[[ Supplied data open ]]

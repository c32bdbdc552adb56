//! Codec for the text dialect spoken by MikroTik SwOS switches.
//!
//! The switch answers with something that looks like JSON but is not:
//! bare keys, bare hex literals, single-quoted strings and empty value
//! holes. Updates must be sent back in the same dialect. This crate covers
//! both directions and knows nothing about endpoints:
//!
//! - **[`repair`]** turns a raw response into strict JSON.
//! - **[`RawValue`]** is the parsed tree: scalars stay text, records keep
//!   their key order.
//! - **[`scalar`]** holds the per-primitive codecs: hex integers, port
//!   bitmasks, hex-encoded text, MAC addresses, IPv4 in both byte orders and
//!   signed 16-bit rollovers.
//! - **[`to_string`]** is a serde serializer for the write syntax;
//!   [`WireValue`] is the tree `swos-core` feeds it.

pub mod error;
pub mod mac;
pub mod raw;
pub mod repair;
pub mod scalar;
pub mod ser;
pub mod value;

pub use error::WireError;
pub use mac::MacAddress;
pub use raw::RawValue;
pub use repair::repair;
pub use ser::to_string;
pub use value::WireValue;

[[ Supplied data closed ]]

### Work request
Within the material above, find every line containing the word "RawValue" and copy it.

### Result
//! - **[`RawValue`]** is the parsed tree: scalars stay text, records keep
pub use raw::RawValue;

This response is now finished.